[REQUIREMENT]
Word for word, restate the lines from the start of the data down to the line with "A connection factory.", both included.
BEGIN THE INPUT
//! Driver boundary.
//!
//! A [`Driver`] produces [`Connection`]s; executing a statement on a
//! connection returns an owned [`Cursor`]. Cursors never borrow their
//! connection, so result sets can outlive the call that produced them.

use crate::error::OrmResult;
use crate::row::Row;
use crate::sql::{ParamStyle, Params};
use std::collections::VecDeque;
use std::sync::Arc;

/// Rows produced by one statement execution.
pub trait Cursor {
    /// Next row, or `None` once exhausted.
    fn fetch_one(&mut self) -> OrmResult<Option<Row>>;

    /// All remaining rows.
    fn fetch_all(&mut self) -> OrmResult<Vec<Row>> {
        let mut rows = Vec::new();
        while let Some(row) = self.fetch_one()? {
            rows.push(row);
        }
        Ok(rows)
    }

    /// Rows changed by a DML statement; 0 for queries.
    fn rows_affected(&self) -> u64;

    /// Release the cursor. Further fetches return no rows.
    fn close(&mut self) {}

    /// Whether the execution was cancelled by a hook and never reached the driver.
    fn is_cancelled(&self) -> bool {
        false
    }
}

/// A raw database connection.
///
/// Connections follow implicit-transaction semantics: the first statement
/// after a `commit`/`rollback` opens a new transaction.
pub trait Connection: Send {
    fn execute(&mut self, sql: &str, params: &Params) -> OrmResult<Box<dyn Cursor>>;

    /// Execute one statement for every parameter set; returns total rows affected.
    fn execute_many(&mut self, sql: &str, params: &[Params]) -> OrmResult<u64> {
        let mut total = 0;
        for p in params {
            let mut cursor = self.execute(sql, p)?;
            total += cursor.rows_affected();
            cursor.close();
        }
        Ok(total)
    }

    fn commit(&mut self) -> OrmResult<()>;

    fn rollback(&mut self) -> OrmResult<()>;

    fn close(self: Box<Self>) -> OrmResult<()>;
}

/// A connection factory.
pub trait Driver: Send + Sync {
    fn name(&self) -> &str;

    /// Placeholder dialect the driver expects.
    fn paramstyle(&self) -> ParamStyle;

    fn connect(&self) -> OrmResult<Box<dyn Connection>>;
}

/// A cursor over rows already held in memory.
#[derive(Debug, Default)]
pub struct MemoryCursor {
    rows: VecDeque<Row>,
    rows_affected: u64,
    cancelled: bool,
}

impl MemoryCursor {
    pub fn new(rows: impl IntoIterator<Item = Row>) -> Self {
        Self {
            rows: rows.into_iter().collect(),
            ..Self::default()
        }
    }

    /// Build rows sharing one set of column names.
    pub fn from_values<C, R>(columns: C, rows: impl IntoIterator<Item = R>) -> Self
    where
        C: IntoIterator,
        C::Item: Into<String>,
        R: IntoIterator,
        R::Item: Into<crate::Value>,
    {
        let columns: Arc<[String]> = columns.into_iter().map(Into::into).collect();
        Self::new(
            rows.into_iter()
                .map(|r| Row::new(columns.clone(), r.into_iter().map(Into::into).collect())),
        )
    }

    /// A result for a statement that returned no rows.
    pub fn affected(rows_affected: u64) -> Self {
        Self {
            rows_affected,
            ..Self::default()
        }
    }

    /// The result of an execution cancelled before reaching the driver.
    pub fn cancelled() -> Self {
        Self {
            cancelled: true,
            ..Self::default()
        }
    }

    pub fn remaining(&self) -> usize {
        self.rows.len()
    }
}

impl Cursor for MemoryCursor {
    fn fetch_one(&mut self) -> OrmResult<Option<Row>> {
        Ok(self.rows.pop_front())
    }

    fn fetch_all(&mut self) -> OrmResult<Vec<Row>> {
        Ok(self.rows.drain(..).collect())
    }

    fn rows_affected(&self) -> u64 {
        self.rows_affected
    }

    fn close(&mut self) {
        self.rows.clear();
    }

    fn is_cancelled(&self) -> bool {
        self.cancelled
    }
}
use super::context;
use super::pool::PoolConnection;
use super::{Engine, Transaction};
use crate::driver::Connection;
use crate::error::{OrmError, OrmResult};
use crate::monitor::{LifecycleEvent, QueryHook};
use std::cell::{Cell, RefCell};
use std::fmt;
use std::rc::Rc;
use std::sync::atomic::{AtomicU64, Ordering};

static NEXT_SESSION_ID: AtomicU64 = AtomicU64::new(1);

type Callback = Box<dyn FnOnce()>;

struct Frame {
    id: u64,
    is_virtual: bool,
}

#[derive(Default)]
struct SessionState {
    conn: Option<PoolConnection>,
    ended: bool,
    stack: Vec<Frame>,
    next_frame: u64,
    on_commit: Vec<Callback>,
}

struct SessionInner {
    id: u64,
    engine: Engine,
    virtual_tx: Cell<bool>,
    state: RefCell<SessionState>,
}

/// A unit of work bound to at most one connection.
///
/// The connection is acquired from the engine's pool on the first statement,
/// not when the session is created. Cloning a session yields another handle
/// to the same session; it is closed once explicitly or when the last handle
/// goes away.
#[derive(Clone)]
pub struct Session {
    inner: Rc<SessionInner>,
}

impl Session {
    pub(crate) fn new(engine: Engine) -> Self {
        Self {
            inner: Rc::new(SessionInner {
                id: NEXT_SESSION_ID.fetch_add(1, Ordering::Relaxed),
                engine,
                virtual_tx: Cell::new(false),
                state: RefCell::new(SessionState::default()),
            }),
        }
    }

    /// Make every transaction of this session virtual. The caller then
    /// commits the session itself.
    pub fn virtual_tx(self, virtual_tx: bool) -> Self {
        self.inner.virtual_tx.set(virtual_tx);
        self
    }

    pub fn id(&self) -> u64 {
        self.inner.id
    }

    pub fn engine(&self) -> &Engine {
        &self.inner.engine
    }

    pub fn is_ended(&self) -> bool {
        self.inner.state.borrow().ended
    }

    /// Whether the session currently holds a connection.
    pub fn is_connected(&self) -> bool {
        self.inner.state.borrow().conn.is_some()
    }

    pub fn in_transaction(&self) -> bool {
        !self.inner.state.borrow().stack.is_empty()
    }

    /// Number of open transactions, virtual ones included.
    pub fn depth(&self) -> usize {
        self.inner.state.borrow().stack.len()
    }

    /// Acquire a connection now instead of on the first statement.
    pub fn connect(&self) -> OrmResult<()> {
        {
            let state = self.inner.state.borrow();
            if state.ended {
                return Err(OrmError::SessionEnded);
            }
            if state.conn.is_some() {
                return Ok(());
            }
        }
        let conn = self.inner.engine.pool().connect(true)?;
        self.inner.state.borrow_mut().conn = Some(conn);
        Ok(())
    }

    pub(crate) fn with_connection<R>(
        &self,
        f: impl FnOnce(&mut dyn Connection) -> R,
    ) -> OrmResult<R> {
        self.connect()?;
        let state = self.inner.state.borrow();
        match state.conn.as_ref() {
            Some(conn) => conn.with(f),
            None => Err(OrmError::SessionEnded),
        }
    }

    /// Commit the physical transaction.
    ///
    /// A no-op on the connection when none was acquired. Callbacks
    /// registered with [`on_commit`](Self::on_commit) run afterwards.
    pub fn commit(&self) -> OrmResult<()> {
        self.inner.commit()
    }

    /// Roll back the physical transaction and discard commit callbacks.
    pub fn rollback(&self) -> OrmResult<()> {
        self.inner.rollback()
    }

    /// Roll back uncommitted work and return the connection to the pool.
    ///
    /// Open transactions of this session end with it. Closing twice is a no-op.
    pub fn close(&self) -> OrmResult<()> {
        let result = self.inner.close();
        context::remove_all(self.inner.id);
        result
    }

    /// Register `f` to run once after the next physical commit.
    pub fn on_commit(&self, f: impl FnOnce() + 'static) -> OrmResult<()> {
        let mut state = self.inner.state.borrow_mut();
        if state.ended {
            return Err(OrmError::SessionEnded);
        }
        state.on_commit.push(Box::new(f));
        Ok(())
    }

    /// Open a transaction.
    ///
    /// The transaction is virtual if another one is already open, or if the
    /// session was created with virtual transactions. Only the outermost
    /// real transaction commits or rolls back the connection.
    pub fn begin(&self) -> OrmResult<Transaction> {
        self.begin_frame(false)
    }

    /// Open a transaction that never touches the connection.
    pub fn begin_virtual(&self) -> OrmResult<Transaction> {
        self.begin_frame(true)
    }

    fn begin_frame(&self, virtual_requested: bool) -> OrmResult<Transaction> {
        let (frame, is_virtual, outermost) = {
            let mut state = self.inner.state.borrow_mut();
            if state.ended {
                return Err(OrmError::SessionEnded);
            }
            let outermost = state.stack.is_empty();
            let is_virtual = virtual_requested || self.inner.virtual_tx.get() || !outermost;
            state.next_frame += 1;
            let frame = state.next_frame;
            state.stack.push(Frame {
                id: frame,
                is_virtual,
            });
            (frame, is_virtual, outermost)
        };
        if outermost {
            context::push(self);
        }
        Ok(Transaction::new(self.clone(), frame, is_virtual))
    }

    /// End a transaction frame.
    ///
    /// With `strict`, only the innermost open frame may end. Without it the
    /// frame is removed wherever it is, which is what dropping does.
    pub(crate) fn end_frame(&self, frame: u64, commit: bool, strict: bool) -> OrmResult<()> {
        let (is_virtual, outermost) = {
            let mut state = self.inner.state.borrow_mut();
            let Some(idx) = state.stack.iter().rposition(|f| f.id == frame) else {
                return Err(OrmError::TransactionEnded);
            };
            if strict && idx + 1 != state.stack.len() {
                return Err(OrmError::misuse(
                    "transactions must end innermost first",
                ));
            }
            let removed = state.stack.remove(idx);
            (removed.is_virtual, state.stack.is_empty())
        };

        let result = match (is_virtual, commit) {
            (true, _) => Ok(()),
            (false, true) => self.commit().or_else(|err| {
                self.inner.rollback_after_failure(&err);
                Err(err)
            }),
            (false, false) => self.rollback(),
        };
        if outermost {
            context::pop(self.inner.id);
        }
        result
    }

    /// Run `f` in a transaction: commit if it succeeds, roll back if it fails.
    ///
    /// `f` may end the transaction itself.
    pub fn transaction<R>(&self, f: impl FnOnce(&Transaction) -> OrmResult<R>) -> OrmResult<R> {
        let tx = self.begin()?;
        tx.scope(f)
    }

    /// [`transaction`](Self::transaction) with a virtual transaction.
    pub fn virtual_transaction<R>(
        &self,
        f: impl FnOnce(&Transaction) -> OrmResult<R>,
    ) -> OrmResult<R> {
        let tx = self.begin_virtual()?;
        tx.scope(f)
    }

    /// Report a failed error-path rollback without replacing `original`.
    pub(crate) fn report_rollback_failure(&self, original: &OrmError, rollback: &OrmError) {
        self.inner.report_rollback_failure(original, rollback);
    }
}

impl SessionInner {
    fn emit(&self, event: LifecycleEvent) {
        self.engine.hooks().on_event(&event);
    }

    fn commit(&self) -> OrmResult<()> {
        let (committed, callbacks) = {
            let mut state = self.state.borrow_mut();
            if state.ended {
                return Err(OrmError::SessionEnded);
            }
            let committed = match state.conn.as_ref() {
                Some(conn) => {
                    conn.with(|c| c.commit())??;
                    true
                }
                None => false,
            };
            (committed, std::mem::take(&mut state.on_commit))
        };
        if committed {
            self.emit(LifecycleEvent::Commit { session_id: self.id });
        }
        for callback in callbacks {
            callback();
        }
        Ok(())
    }

    fn rollback(&self) -> OrmResult<()> {
        let rolled_back = {
            let mut state = self.state.borrow_mut();
            if state.ended {
                return Err(OrmError::SessionEnded);
            }
            state.on_commit.clear();
            match state.conn.as_ref() {
                Some(conn) => {
                    conn.with(|c| c.rollback())??;
                    true
                }
                None => false,
            }
        };
        if rolled_back {
            self.emit(LifecycleEvent::Rollback { session_id: self.id });
        }
        Ok(())
    }

    fn rollback_after_failure(&self, original: &OrmError) {
        if let Err(rollback) = self.rollback() {
            self.report_rollback_failure(original, &rollback);
        }
    }

    fn report_rollback_failure(&self, original: &OrmError, rollback: &OrmError) {
        tracing::error!(
            target: "sqlweave.sql",
            session = self.id,
            error = %original,
            rollback_error = %rollback,
            "rollback failed"
        );
        self.emit(LifecycleEvent::RollbackFailed {
            session_id: self.id,
            message: rollback.to_string(),
        });
    }

    fn close(&self) -> OrmResult<()> {
        if self.state.borrow().ended {
            return Ok(());
        }
        let rolled_back = self.rollback();
        let conn = {
            let mut state = self.state.borrow_mut();
            state.ended = true;
            state.stack.clear();
            state.on_commit.clear();
            state.conn.take()
        };
        let Some(conn) = conn else {
            return rolled_back;
        };
        // A connection that failed to roll back is not fit for reuse.
        let force = rolled_back.is_err();
        let released = self.engine.pool().disconnect(conn, force);
        rolled_back.and(released)
    }
}

impl Drop for SessionInner {
    fn drop(&mut self) {
        if let Err(e) = self.close() {
            tracing::error!(target: "sqlweave.pool", session = self.id, error = %e, "failed to close session");
        }
    }
}

impl fmt::Debug for Session {
    fn fmt(&self, f: &mut fmt::Formatter<'_>) -> fmt::Result {
        let state = self.inner.state.borrow();
        f.debug_struct("Session")
            .field("id", &self.inner.id)
            .field("connected", &state.conn.is_some())
            .field("depth", &state.stack.len())
            .field("ended", &state.ended)
            .finish()
    }
}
END THE INPUT
[ANSWER FOR THIS EXERCISE]
//! Driver boundary.
//!
//! A [`Driver`] produces [`Connection`]s; executing a statement on a
//! connection returns an owned [`Cursor`]. Cursors never borrow their
//! connection, so result sets can outlive the call that produced them.

use crate::error::OrmResult;
use crate::row::Row;
use crate::sql::{ParamStyle, Params};
use std::collections::VecDeque;
use std::sync::Arc;

/// Rows produced by one statement execution.
pub trait Cursor {
    /// Next row, or `None` once exhausted.
    fn fetch_one(&mut self) -> OrmResult<Option<Row>>;

    /// All remaining rows.
    fn fetch_all(&mut self) -> OrmResult<Vec<Row>> {
        let mut rows = Vec::new();
        while let Some(row) = self.fetch_one()? {
            rows.push(row);
        }
        Ok(rows)
    }

    /// Rows changed by a DML statement; 0 for queries.
    fn rows_affected(&self) -> u64;

    /// Release the cursor. Further fetches return no rows.
    fn close(&mut self) {}

    /// Whether the execution was cancelled by a hook and never reached the driver.
    fn is_cancelled(&self) -> bool {
        false
    }
}

/// A raw database connection.
///
/// Connections follow implicit-transaction semantics: the first statement
/// after a `commit`/`rollback` opens a new transaction.
pub trait Connection: Send {
    fn execute(&mut self, sql: &str, params: &Params) -> OrmResult<Box<dyn Cursor>>;

    /// Execute one statement for every parameter set; returns total rows affected.
    fn execute_many(&mut self, sql: &str, params: &[Params]) -> OrmResult<u64> {
        let mut total = 0;
        for p in params {
            let mut cursor = self.execute(sql, p)?;
            total += cursor.rows_affected();
            cursor.close();
        }
        Ok(total)
    }

    fn commit(&mut self) -> OrmResult<()>;

    fn rollback(&mut self) -> OrmResult<()>;

    fn close(self: Box<Self>) -> OrmResult<()>;
}

/// A connection factory.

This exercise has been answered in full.